Sports minister Vincenzo Spadafora, pictured, has said a decision will be made “in the coming days” on whether the country’s football clubs can return to training amid the coronavirus pandemic. The outbreak hit their nation harder and earlier than elsewhere in Europe – with the 25,085 death toll second only to the US – but the 20 Serie A clubs voted unanimously on Tuesday to complete the Italian league season. The plan for a campaign in which Juventus top the table by a point from Lazio with 12 games remaining is for small group training to begin on 4 May, and matches – behind closed doors – to start around four weeks later.


The French league’s administrative council unanimously voted on 10 April to consider resuming on 17 June and concluding the games by 25 July.
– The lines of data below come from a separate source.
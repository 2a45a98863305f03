//! Hex codec for keystore values
//!
//! Keystore values are big-endian nibble packed: the first character of
//! each pair is the high nibble.

use crate::error::HexError;

/// Decode an even-length hex string into bytes
pub fn decode(hex: &str) -> Result<Vec<u8>, HexError> {
    let bytes = hex.as_bytes();
    if bytes.len() % 2 != 0 {
        return Err(HexError::OddLength(bytes.len()));
    }

    let mut out = Vec::with_capacity(bytes.len() / 2);
    for i in (0..bytes.len()).step_by(2) {
        let hi = nibble(hex, i)?;
        let lo = nibble(hex, i + 1)?;
        out.push((hi << 4) | lo);
    }
    Ok(out)
}

/// Encode bytes as lowercase hex
pub fn encode(bytes: &[u8]) -> String {
    const DIGITS: &[u8; 16] = b"0123456789abcdef";
    let mut out = String::with_capacity(bytes.len() * 2);
    for b in bytes {
        out.push(DIGITS[(b >> 4) as usize] as char);
        out.push(DIGITS[(b & 0x0f) as usize] as char);
    }
    out
}

fn nibble(hex: &str, offset: usize) -> Result<u8, HexError> {
    match hex.as_bytes()[offset] {
        b @ b'0'..=b'9' => Ok(b - b'0'),
        b @ b'a'..=b'f' => Ok(b - b'a' + 10),
        b @ b'A'..=b'F' => Ok(b - b'A' + 10),
        _ => Err(HexError::InvalidChar {
            // offset may land inside a multi-byte char; report the whole char
            ch: hex
                .char_indices()
                .take_while(|(start, _)| *start <= offset)
                .last()
                .map_or(char::REPLACEMENT_CHARACTER, |(_, ch)| ch),
            offset,
        }),
    }
}
//! Error types shared across the crate

use std::path::PathBuf;

use thiserror::Error;

use crate::profile::ProfileKind;

/// Hex codec failures
#[derive(Error, Debug, Clone, PartialEq, Eq)]
pub enum HexError {
    #[error("odd length hex string ({0} characters)")]
    OddLength(usize),

    #[error("invalid hex character {ch:?} at offset {offset}")]
    InvalidChar { ch: char, offset: usize },
}

/// Failures while locating, reading or validating a keystore
#[derive(Error, Debug)]
pub enum KeystoreError {
    #[error("failed to open keystore {path}: {reason}")]
    OpenFailed { path: PathBuf, reason: String },

    #[error("line {line} in keystore {path} is not a key=value pair")]
    LineNotKeyValue { path: PathBuf, line: usize },

    #[error("odd length hex value for {key} in section '{section}'")]
    OddLengthValue { section: String, key: String },

    #[error("invalid hex value for {key} in section '{section}': {source}")]
    InvalidEncoding {
        section: String,
        key: String,
        #[source]
        source: HexError,
    },

    #[error("keystore section '{section}' is missing required keys: {}{}", .missing.join(", "), arcade_note(.arcade))]
    MissingKey {
        section: String,
        missing: Vec<&'static str>,
        arcade: bool,
    },
}

fn arcade_note(arcade: &bool) -> &'static str {
    if *arcade {
        " (arcade also requires ARCADE_KBIT and ARCADE_KC)"
    } else {
        ""
    }
}

impl KeystoreError {
    /// True for the "cannot open" class, the only class the resolver retries
    pub fn is_open_failure(&self) -> bool {
        matches!(self, KeystoreError::OpenFailed { .. })
    }

    /// Process exit code for this failure
    pub fn exit_code(&self) -> u8 {
        match self {
            KeystoreError::OpenFailed { .. } => 10,
            KeystoreError::LineNotKeyValue { .. } => 11,
            KeystoreError::OddLengthValue { .. } => 12,
            KeystoreError::InvalidEncoding { .. } => 13,
            KeystoreError::MissingKey { .. } => 14,
        }
    }
}

/// Failures while dispatching a decrypt or encrypt command
#[derive(Error, Debug)]
pub enum CommandError {
    #[error("unknown command '{0}'")]
    UnknownCommand(String),

    #[error("invalid keystore type '{0}', options are: retail, dev, proto, arcade")]
    UnknownProfileKind(String),

    #[error("invalid header '{0}', options are: fmcb, fhdb, mbr, bmcc")]
    UnknownHeaderKind(String),

    #[error("keystore {path} has no {kind} section")]
    ProfileNotFound { kind: ProfileKind, path: PathBuf },

    #[error(transparent)]
    Keystore(#[from] KeystoreError),

    /// Engine failure, displayed as the engine reported it
    #[error("{source}")]
    Transform {
        stage: &'static str,
        #[source]
        source: Box<dyn std::error::Error + Send + Sync>,
    },
}

impl CommandError {
    /// Process exit code for this failure
    pub fn exit_code(&self) -> u8 {
        match self {
            CommandError::UnknownCommand(_) => 2,
            CommandError::UnknownProfileKind(_) => 20,
            CommandError::ProfileNotFound { .. } => 21,
            CommandError::UnknownHeaderKind(_) => 22,
            CommandError::Keystore(e) => e.exit_code(),
            CommandError::Transform { .. } => 30,
        }
    }
}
In that hypothetical scenario, next season would start on 22 August. However, with the country remaining on full lockdown, doubts have been cast on this timescale, not least by the French players’ union UNFP. It stated that 75 per cent of its membership fear getting injured if the league resumes with a packed schedule, and are worried about the virus spreading. “A return to competition seems difficult to envisage at this stage,” the UNFP said in a statement. “However, if in the days ahead all the doubts can be removed to allow a resumption in the best conditions, the UNFP obviously won’t oppose this.” Leaders Paris Saint-Germain and mid-table Strasbourg have 11 games to play while the rest of the league have ten.
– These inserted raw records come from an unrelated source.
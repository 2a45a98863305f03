//! Keystore location resolution
//!
//! Default search order:
//! 1. `$HOME/PS2KEYS.dat` (next to the executable on Windows)
//! 2. `./PS2KEYS.dat`
//!
//! Only a keystore that cannot be opened falls through to the next
//! location. A keystore that opens but is malformed stops the search.

use std::path::{Path, PathBuf};

use tracing::{debug, info, warn};

use crate::error::KeystoreError;
use crate::loader;
use crate::store::KeyProfileStore;

/// File name looked up in every default location
pub const KEYSTORE_FILE: &str = "PS2KEYS.dat";

/// Ordered list of keystore locations to try
#[derive(Debug, Clone)]
pub struct KeystoreResolver {
    candidates: Vec<PathBuf>,
}

impl KeystoreResolver {
    /// Platform default locations
    pub fn platform() -> Self {
        let mut candidates = Vec::with_capacity(2);
        match canonical_path() {
            Some(path) => candidates.push(path),
            None => debug!("no canonical keystore location on this system"),
        }
        candidates.push(Path::new(".").join(KEYSTORE_FILE));
        Self { candidates }
    }

    /// Exactly one location, no fallback
    pub fn explicit(path: impl Into<PathBuf>) -> Self {
        Self { candidates: vec![path.into()] }
    }

    pub fn with_candidates(candidates: Vec<PathBuf>) -> Self {
        Self { candidates }
    }

    pub fn candidates(&self) -> &[PathBuf] {
        &self.candidates
    }

    /// Load the first keystore that can be opened
    pub fn load(&self) -> Result<KeyProfileStore, KeystoreError> {
        let mut last_open_error = None;

        for (idx, path) in self.candidates.iter().enumerate() {
            debug!(path = %path.display(), "trying keystore");
            match loader::load(path) {
                Ok(store) => {
                    info!(path = %path.display(), profiles = store.len(), "keystore loaded");
                    return Ok(store);
                }
                Err(e) if e.is_open_failure() => {
                    if idx + 1 < self.candidates.len() {
                        warn!(error = %e, "keystore unavailable, trying next location");
                    }
                    last_open_error = Some(e);
                }
                Err(e) => return Err(e),
            }
        }

        Err(last_open_error.unwrap_or_else(|| KeystoreError::OpenFailed {
            path: PathBuf::from(KEYSTORE_FILE),
            reason: "no keystore location to try".to_string(),
        }))
    }
}

impl Default for KeystoreResolver {
    fn default() -> Self {
        Self::platform()
    }
}

/// Per-user (or per-install on Windows) keystore location
#[cfg(not(windows))]
pub fn canonical_path() -> Option<PathBuf> {
    dirs::home_dir().map(|home| home.join(KEYSTORE_FILE))
}

/// Per-user (or per-install on Windows) keystore location
#[cfg(windows)]
pub fn canonical_path() -> Option<PathBuf> {
    let exe = std::env::current_exe().ok()?;
    exe.parent().map(|dir| dir.join(KEYSTORE_FILE))
}
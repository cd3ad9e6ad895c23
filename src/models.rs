pub mod error;
pub use error::Error;

pub mod run_grouper;
pub use run_grouper::{RunGrouper, RunGrouperConfig};
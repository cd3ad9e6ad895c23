use crate::types::{IntegerSet, SimilarityScore};

/// Compute the Jaccard similarity between two integer sets.
///
/// Defined as `|A ∩ B| / |A ∪ B|` using exact set cardinalities. Returns 0.0
/// when both sets are empty.
pub fn jaccard_similarity(a: &IntegerSet, b: &IntegerSet) -> SimilarityScore {
    let intersection_size = a.intersection(b).count();
    let union_size = a.union(b).count();

    if union_size == 0 {
        0.0 // Avoid division by zero if both sets are empty
    } else {
        intersection_size as SimilarityScore / union_size as SimilarityScore
    }
}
The Dutch federation is looking at ways to call the season on current standings. It follows Uefa softening its stance this week over the possibility of member associations being denied entry to the Champions League and Europa League in the event of ending their seasons unilaterally. Uefa has said it will consider “special cases” and the Dutch FA considers it comes into this bracket after large scale gatherings were banned in Holland until 1 September.

The Dutch football federation published a statement saying it planned to end the 2019-20 season and would consult with Uefa. The Eredivisie said clubs would speak on Friday “about the consequences of the decision.” When the league was suspended, Ajax topped the standings ahead of AZ Alkmaar on goal difference, with both set to advance to the Champions League qualifying rounds.
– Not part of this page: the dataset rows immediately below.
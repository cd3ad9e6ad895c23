
use setsim::{compute_pairwise_similarities, read_record_sets_from_path, Error, IntegerSet};
use std::collections::HashMap;
use test_utils::test_file_path;

#[cfg(test)]
mod tests {
    use super::*;

    #[test]
    fn test_exact_example_scores() {
        let results = compute_pairwise_similarities(&test_file_path("pairwise_basic.tsv"))
            .expect("Failed to compute similarities");

        // Intersection {2,3} over union {1,2,3,4}, emitted in both orders.
        assert_eq!(
            results,
            vec![
                ("x".to_string(), "y".to_string(), 0.5),
                ("y".to_string(), "x".to_string(), 0.5),
            ]
        );
    }

    #[test]
    fn test_symmetry_and_range() {
        let results = compute_pairwise_similarities(&test_file_path("pairwise_mixed.tsv"))
            .expect("Failed to compute similarities");

        let scores: HashMap<(String, String), f64> = results
            .iter()
            .map(|(a, b, score)| ((a.clone(), b.clone()), *score))
            .collect();

        for ((id_a, id_b), score) in &scores {
            assert!(
                (0.0..=1.0).contains(score),
                "Score for ({}, {}) out of range: {}",
                id_a,
                id_b,
                score
            );

            let mirrored = scores
                .get(&(id_b.clone(), id_a.clone()))
                .expect("Missing mirrored pair");
            assert_eq!(
                score, mirrored,
                "Asymmetric scores for ({}, {})",
                id_a, id_b
            );
        }
    }

    #[test]
    fn test_equal_sets_score_one() {
        let results = compute_pairwise_similarities(&test_file_path("pairwise_mixed.tsv"))
            .expect("Failed to compute similarities");

        // alpha and delta carry the same value set.
        let (_, _, score) = results
            .iter()
            .find(|(a, b, _)| a == "alpha" && b == "delta")
            .expect("Missing alpha/delta pair");
        assert_eq!(*score, 1.0);
    }

    #[test]
    fn test_disjoint_sets_score_zero() {
        let results = compute_pairwise_similarities(&test_file_path("pairwise_mixed.tsv"))
            .expect("Failed to compute similarities");

        let (_, _, score) = results
            .iter()
            .find(|(a, b, _)| a == "alpha" && b == "gamma")
            .expect("Missing alpha/gamma pair");
        assert_eq!(*score, 0.0);
    }

    #[test]
    fn test_every_ordered_pair_once_and_no_self_pairs() {
        let results = compute_pairwise_similarities(&test_file_path("pairwise_mixed.tsv"))
            .expect("Failed to compute similarities");

        // 4 identifiers produce 4 * 3 ordered pairs.
        assert_eq!(results.len(), 12);

        for (id_a, id_b, _) in &results {
            assert_ne!(id_a, id_b, "Identifier paired with itself: {}", id_a);
        }
    }

    #[test]
    fn test_duplicate_identifier_last_occurrence_wins() {
        let record_sets = read_record_sets_from_path(&test_file_path("pairwise_duplicate_id.tsv"))
            .expect("Failed to load record sets");

        // The repeated identifier keeps its original position but takes the
        // later value set.
        let ids: Vec<&String> = record_sets.keys().collect();
        assert_eq!(ids, vec!["x", "y"]);

        let expected: IntegerSet = [2, 3, 4].into_iter().collect();
        assert_eq!(record_sets.get("x"), Some(&expected));

        let results = compute_pairwise_similarities(&test_file_path("pairwise_duplicate_id.tsv"))
            .expect("Failed to compute similarities");

        // {2,3,4} and {9,10} share nothing.
        assert_eq!(
            results,
            vec![
                ("x".to_string(), "y".to_string(), 0.0),
                ("y".to_string(), "x".to_string(), 0.0),
            ]
        );
    }

    #[test]
    fn test_empty_input_emits_no_pairs() {
        let results = compute_pairwise_similarities(&test_file_path("pairwise_empty.tsv"))
            .expect("Failed to compute similarities");
        assert!(results.is_empty());
    }

    #[test]
    fn test_invalid_integer_token_fails() {
        let result = compute_pairwise_similarities(&test_file_path("pairwise_bad_token.tsv"));
        assert!(matches!(result, Err(Error::ParserError(_))));
    }

    #[test]
    fn test_missing_value_field_fails() {
        let result = compute_pairwise_similarities(&test_file_path("pairwise_missing_field.tsv"));
        assert!(matches!(result, Err(Error::ParserError(_))));
    }

    #[test]
    fn test_missing_input_file_fails() {
        let result = compute_pairwise_similarities(&test_file_path("does_not_exist.tsv"));
        assert!(matches!(result, Err(Error::IoError(_))));
    }

    #[test]
    fn test_rerun_is_idempotent() {
        let first = compute_pairwise_similarities(&test_file_path("pairwise_mixed.tsv"))
            .expect("Failed to compute similarities");
        let second = compute_pairwise_similarities(&test_file_path("pairwise_mixed.tsv"))
            .expect("Failed to compute similarities");
        assert_eq!(first, second);
    }
}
The Belgian Pro League were the first on the continent to declare their season, announcing the decision three weeks ago. They initially received strenuous pushback from Uefa, but it is now expected that its proposal to name Club Brugge as champions will be accepted following today’s meeting of Uefa’s executive committee.


With the country one of the least severely affected – to date, 121 deaths have been recorded – the Super League is hopeful of resuming to complete the play-off split stage of the season for title and relegation in June, predicated on teams return to training in May. The intention is to complete the campaign in July. Panathinaikos – fourth and 22 points behind leaders Olympiakos when the shutdown came in mid-March – initially pushed for cancelling the season, but Uefa’s directive about playing out leagues saw this taken off the table.